For treasurers of multinational corporations, cross-border cash pooling can be a vital tool for managing cash on a daily basis. And it makes a great deal of sense to have some members of a corporate group offer up their excess cash in order to meet the needs of the enterprise, from repayment of corporate debt to support of business units that need an influx of capital, to investment of aggregated cash balances for optimal returns. However, waters in the cash pool can turn murky when the enterprise is in distress.

Because legal structures and documentation differ between physical cash pools and notional cash pools, the effects of financial distress on an organization's cash flows depends on which of these structures defines the cash pool. The differences between a physical and a notional cash pool are significant.

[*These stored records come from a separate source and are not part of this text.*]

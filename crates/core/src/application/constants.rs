// Client constants (No magic values)
use std::time::Duration;

/// Delay before the first status check after submission (50ms)
pub const FIRST_FOLLOWUP_SLEEP: Duration = Duration::from_millis(50);

/// Default interval between status checks (1s)
pub const DEFAULT_POLL_INTERVAL: Duration = Duration::from_secs(1);

/// Additional attempts after a transient gateway error
pub const DEFAULT_MAX_RETRIES: u32 = 2;

/// Status code of the transient gateway error signature
pub const TRANSIENT_STATUS: u16 = 500;

/// Content-type marker of the transient gateway error signature
pub const TRANSIENT_CONTENT_TYPE: &str = "text/plain";

/// Marker the service puts in 503 messages during maintenance
pub const MAINTENANCE_MODE_MARKER: &str = "maintenance mode";

/// Message used when a body was expected but none arrived
pub const NO_RESPONSE_MESSAGE: &str = "no response received";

In a physical cash pool, participants agree to move their excess cash on a periodic basis to an entity within the corporate group called the cash pool leader. The cash pool leader concentrates excess cash from participating business units and uses those funds for the benefit of the participants. Cash pool participants with a cash deficit can receive an intercompany loan from the cash pool leader and pay interest to the cash pool leader. Participants that contribute excess cash to the pool receive interest on the funds they make available. This structure enables a company to deploy cash to the best possible effect across the enterprise. Funds advanced to the cash pool leader appear as an asset on the balance sheet in the form of intercompany loans. Similarly, funds borrowed from the cash pool leader appear as a liability, classified as intercompany loans incurred.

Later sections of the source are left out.